__Problem requirements__.
Among the entries below, one stretch runs from the line that contains "orders.remove(&reference);" through the line that contains "let before = orders.len();". Repeat that stretch exactly, ends included, and only that.

__Dataset records__.
******
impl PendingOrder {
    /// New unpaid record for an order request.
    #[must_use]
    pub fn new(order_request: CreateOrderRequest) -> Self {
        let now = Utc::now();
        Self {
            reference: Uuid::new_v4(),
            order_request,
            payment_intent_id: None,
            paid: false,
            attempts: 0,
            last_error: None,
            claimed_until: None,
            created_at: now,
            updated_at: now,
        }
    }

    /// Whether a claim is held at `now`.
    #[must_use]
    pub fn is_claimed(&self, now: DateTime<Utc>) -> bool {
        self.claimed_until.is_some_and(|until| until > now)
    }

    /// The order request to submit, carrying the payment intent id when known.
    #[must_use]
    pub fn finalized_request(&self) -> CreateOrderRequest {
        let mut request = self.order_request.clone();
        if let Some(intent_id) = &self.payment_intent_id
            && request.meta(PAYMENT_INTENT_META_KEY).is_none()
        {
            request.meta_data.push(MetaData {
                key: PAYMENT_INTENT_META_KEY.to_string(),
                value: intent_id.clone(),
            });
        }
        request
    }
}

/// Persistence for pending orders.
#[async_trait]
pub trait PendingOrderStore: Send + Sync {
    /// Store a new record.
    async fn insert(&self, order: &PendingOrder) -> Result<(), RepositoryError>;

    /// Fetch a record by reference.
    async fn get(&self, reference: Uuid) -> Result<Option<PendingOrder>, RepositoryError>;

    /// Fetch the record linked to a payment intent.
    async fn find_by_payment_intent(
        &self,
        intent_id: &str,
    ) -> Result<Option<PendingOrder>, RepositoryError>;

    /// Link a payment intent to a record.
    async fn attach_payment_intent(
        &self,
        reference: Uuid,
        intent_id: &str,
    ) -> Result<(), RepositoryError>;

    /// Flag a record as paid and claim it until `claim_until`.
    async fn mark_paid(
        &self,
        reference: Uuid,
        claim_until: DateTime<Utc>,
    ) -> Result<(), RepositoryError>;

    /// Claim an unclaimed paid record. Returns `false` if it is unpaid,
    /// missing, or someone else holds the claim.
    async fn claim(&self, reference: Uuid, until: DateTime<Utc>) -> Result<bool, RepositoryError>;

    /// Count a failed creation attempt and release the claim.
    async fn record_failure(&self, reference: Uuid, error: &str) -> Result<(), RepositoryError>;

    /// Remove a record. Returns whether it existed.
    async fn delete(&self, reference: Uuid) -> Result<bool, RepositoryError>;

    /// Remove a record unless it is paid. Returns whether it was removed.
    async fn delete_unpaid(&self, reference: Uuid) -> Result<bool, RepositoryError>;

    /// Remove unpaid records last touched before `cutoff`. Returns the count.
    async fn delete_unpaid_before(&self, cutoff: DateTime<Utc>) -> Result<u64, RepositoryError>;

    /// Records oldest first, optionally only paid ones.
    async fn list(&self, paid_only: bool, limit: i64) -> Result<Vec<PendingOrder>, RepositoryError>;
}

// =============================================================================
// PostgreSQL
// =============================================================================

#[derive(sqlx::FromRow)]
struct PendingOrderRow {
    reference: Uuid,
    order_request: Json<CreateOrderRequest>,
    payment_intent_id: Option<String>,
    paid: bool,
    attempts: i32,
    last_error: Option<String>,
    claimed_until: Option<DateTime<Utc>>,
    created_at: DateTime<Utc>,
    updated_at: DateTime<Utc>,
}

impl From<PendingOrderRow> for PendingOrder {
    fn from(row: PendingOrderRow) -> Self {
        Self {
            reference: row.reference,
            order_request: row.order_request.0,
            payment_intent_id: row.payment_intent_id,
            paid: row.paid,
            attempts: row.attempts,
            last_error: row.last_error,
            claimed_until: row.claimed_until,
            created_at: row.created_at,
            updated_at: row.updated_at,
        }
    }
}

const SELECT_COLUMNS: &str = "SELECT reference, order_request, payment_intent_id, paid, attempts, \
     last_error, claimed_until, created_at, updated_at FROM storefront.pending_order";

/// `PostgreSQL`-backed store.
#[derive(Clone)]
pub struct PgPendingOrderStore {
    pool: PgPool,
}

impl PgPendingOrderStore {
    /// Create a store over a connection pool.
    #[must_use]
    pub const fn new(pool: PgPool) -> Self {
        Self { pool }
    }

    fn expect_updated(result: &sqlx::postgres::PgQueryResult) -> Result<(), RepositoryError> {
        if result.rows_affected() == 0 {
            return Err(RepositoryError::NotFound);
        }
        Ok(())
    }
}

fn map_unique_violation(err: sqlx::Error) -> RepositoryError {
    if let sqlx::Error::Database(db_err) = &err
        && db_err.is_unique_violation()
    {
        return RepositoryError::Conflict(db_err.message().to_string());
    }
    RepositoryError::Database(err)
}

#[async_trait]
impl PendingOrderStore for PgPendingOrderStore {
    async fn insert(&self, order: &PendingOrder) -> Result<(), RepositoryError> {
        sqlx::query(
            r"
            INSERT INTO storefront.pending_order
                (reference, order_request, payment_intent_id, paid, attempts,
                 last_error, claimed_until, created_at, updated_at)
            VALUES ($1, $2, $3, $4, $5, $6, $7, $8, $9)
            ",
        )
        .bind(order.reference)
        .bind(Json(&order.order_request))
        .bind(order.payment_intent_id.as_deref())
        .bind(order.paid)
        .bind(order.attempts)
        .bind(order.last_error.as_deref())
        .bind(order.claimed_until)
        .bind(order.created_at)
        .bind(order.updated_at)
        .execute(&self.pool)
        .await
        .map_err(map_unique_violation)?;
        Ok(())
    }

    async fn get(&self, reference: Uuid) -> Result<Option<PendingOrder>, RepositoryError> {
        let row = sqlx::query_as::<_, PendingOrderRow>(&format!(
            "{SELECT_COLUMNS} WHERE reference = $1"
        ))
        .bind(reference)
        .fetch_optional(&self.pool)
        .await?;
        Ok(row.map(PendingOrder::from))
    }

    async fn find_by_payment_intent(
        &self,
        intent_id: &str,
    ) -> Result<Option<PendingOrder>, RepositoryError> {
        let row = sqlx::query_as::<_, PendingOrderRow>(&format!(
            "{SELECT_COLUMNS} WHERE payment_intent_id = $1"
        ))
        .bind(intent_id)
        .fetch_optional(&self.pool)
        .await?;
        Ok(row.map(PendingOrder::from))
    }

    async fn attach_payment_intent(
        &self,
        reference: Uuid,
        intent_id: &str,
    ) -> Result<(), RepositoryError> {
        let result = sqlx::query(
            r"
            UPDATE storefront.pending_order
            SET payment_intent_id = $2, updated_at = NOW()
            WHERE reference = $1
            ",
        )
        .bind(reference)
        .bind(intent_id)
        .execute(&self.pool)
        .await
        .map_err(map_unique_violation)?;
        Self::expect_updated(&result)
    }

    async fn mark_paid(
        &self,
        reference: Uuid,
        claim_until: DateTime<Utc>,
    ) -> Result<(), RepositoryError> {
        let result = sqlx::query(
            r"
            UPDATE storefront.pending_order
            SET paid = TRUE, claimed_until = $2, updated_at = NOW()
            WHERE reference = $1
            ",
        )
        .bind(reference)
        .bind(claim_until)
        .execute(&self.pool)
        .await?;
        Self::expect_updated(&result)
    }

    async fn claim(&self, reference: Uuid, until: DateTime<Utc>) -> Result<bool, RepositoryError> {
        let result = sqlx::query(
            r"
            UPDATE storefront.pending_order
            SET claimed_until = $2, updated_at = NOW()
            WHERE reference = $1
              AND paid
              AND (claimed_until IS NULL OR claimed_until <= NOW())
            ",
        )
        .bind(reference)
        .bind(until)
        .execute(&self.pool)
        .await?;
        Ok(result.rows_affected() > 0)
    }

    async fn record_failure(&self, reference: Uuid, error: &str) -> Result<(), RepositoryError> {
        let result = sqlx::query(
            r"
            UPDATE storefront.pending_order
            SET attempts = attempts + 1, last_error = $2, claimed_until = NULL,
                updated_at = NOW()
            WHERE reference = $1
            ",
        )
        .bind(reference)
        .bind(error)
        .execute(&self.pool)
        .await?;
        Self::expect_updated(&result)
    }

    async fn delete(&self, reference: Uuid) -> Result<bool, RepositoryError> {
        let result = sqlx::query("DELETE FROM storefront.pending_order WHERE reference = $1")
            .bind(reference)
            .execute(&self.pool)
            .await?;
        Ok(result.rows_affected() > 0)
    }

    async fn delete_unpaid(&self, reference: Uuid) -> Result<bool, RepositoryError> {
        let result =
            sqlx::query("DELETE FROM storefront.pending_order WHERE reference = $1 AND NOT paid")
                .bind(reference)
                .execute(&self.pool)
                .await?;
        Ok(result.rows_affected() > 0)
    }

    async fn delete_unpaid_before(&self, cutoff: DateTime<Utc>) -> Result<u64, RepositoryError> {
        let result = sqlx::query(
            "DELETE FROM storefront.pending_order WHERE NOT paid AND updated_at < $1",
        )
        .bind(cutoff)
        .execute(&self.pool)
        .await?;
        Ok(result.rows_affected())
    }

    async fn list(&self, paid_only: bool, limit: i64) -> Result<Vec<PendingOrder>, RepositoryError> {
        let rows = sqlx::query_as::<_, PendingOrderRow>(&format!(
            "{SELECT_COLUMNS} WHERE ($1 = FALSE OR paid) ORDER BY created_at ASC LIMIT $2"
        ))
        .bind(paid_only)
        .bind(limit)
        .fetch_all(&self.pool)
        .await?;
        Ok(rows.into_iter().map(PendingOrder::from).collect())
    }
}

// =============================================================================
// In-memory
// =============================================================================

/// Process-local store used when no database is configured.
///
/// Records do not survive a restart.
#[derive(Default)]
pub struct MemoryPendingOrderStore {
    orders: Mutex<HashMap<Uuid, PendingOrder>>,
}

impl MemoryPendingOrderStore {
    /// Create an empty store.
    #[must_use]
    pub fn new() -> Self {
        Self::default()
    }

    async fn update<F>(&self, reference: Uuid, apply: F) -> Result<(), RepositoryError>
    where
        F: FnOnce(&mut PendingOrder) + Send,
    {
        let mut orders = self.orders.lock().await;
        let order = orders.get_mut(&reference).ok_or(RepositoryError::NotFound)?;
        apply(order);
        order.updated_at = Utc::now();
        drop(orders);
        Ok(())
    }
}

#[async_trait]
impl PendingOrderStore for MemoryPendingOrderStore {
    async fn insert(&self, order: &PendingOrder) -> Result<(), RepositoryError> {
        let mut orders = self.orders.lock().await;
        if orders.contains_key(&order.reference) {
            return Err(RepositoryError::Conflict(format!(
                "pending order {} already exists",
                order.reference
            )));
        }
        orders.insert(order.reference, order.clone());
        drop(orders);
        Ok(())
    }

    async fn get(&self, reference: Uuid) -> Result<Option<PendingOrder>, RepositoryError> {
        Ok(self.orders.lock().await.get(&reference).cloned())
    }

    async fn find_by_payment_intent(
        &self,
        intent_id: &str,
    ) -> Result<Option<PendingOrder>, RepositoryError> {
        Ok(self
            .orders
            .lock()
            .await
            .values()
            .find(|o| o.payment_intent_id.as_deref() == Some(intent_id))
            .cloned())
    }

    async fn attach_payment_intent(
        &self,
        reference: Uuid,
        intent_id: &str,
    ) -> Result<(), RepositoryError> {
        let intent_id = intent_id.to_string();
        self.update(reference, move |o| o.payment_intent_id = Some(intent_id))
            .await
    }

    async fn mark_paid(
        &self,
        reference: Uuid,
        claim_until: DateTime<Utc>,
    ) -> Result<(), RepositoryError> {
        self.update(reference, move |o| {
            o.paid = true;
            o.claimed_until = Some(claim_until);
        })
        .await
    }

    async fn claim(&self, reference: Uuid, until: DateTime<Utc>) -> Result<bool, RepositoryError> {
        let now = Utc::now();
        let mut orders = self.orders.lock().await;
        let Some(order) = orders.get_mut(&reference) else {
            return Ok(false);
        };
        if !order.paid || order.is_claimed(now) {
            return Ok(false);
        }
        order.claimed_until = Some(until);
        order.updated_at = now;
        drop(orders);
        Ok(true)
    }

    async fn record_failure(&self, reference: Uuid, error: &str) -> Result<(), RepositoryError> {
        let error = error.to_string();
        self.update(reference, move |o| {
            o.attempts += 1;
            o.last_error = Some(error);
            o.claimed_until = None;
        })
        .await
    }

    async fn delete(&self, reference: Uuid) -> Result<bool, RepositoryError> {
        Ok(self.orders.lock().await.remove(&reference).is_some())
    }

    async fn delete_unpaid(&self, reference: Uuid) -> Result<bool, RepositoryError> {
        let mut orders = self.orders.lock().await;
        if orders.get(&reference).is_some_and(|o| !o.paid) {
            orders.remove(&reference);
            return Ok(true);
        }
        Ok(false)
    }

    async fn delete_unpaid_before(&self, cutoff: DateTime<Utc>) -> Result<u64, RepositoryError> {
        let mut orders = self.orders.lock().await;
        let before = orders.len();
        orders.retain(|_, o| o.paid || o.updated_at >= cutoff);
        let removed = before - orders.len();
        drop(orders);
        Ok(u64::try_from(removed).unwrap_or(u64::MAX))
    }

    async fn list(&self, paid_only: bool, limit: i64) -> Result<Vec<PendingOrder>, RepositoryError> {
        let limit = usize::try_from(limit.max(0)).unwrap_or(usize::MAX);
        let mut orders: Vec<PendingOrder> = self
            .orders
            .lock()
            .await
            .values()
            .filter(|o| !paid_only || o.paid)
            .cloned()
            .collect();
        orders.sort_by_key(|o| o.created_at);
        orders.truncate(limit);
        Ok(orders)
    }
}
******
__Result for this exercise__.
            orders.remove(&reference);
            return Ok(true);
        }
        Ok(false)
    }

    async fn delete_unpaid_before(&self, cutoff: DateTime<Utc>) -> Result<u64, RepositoryError> {
        let mut orders = self.orders.lock().await;
        let before = orders.len();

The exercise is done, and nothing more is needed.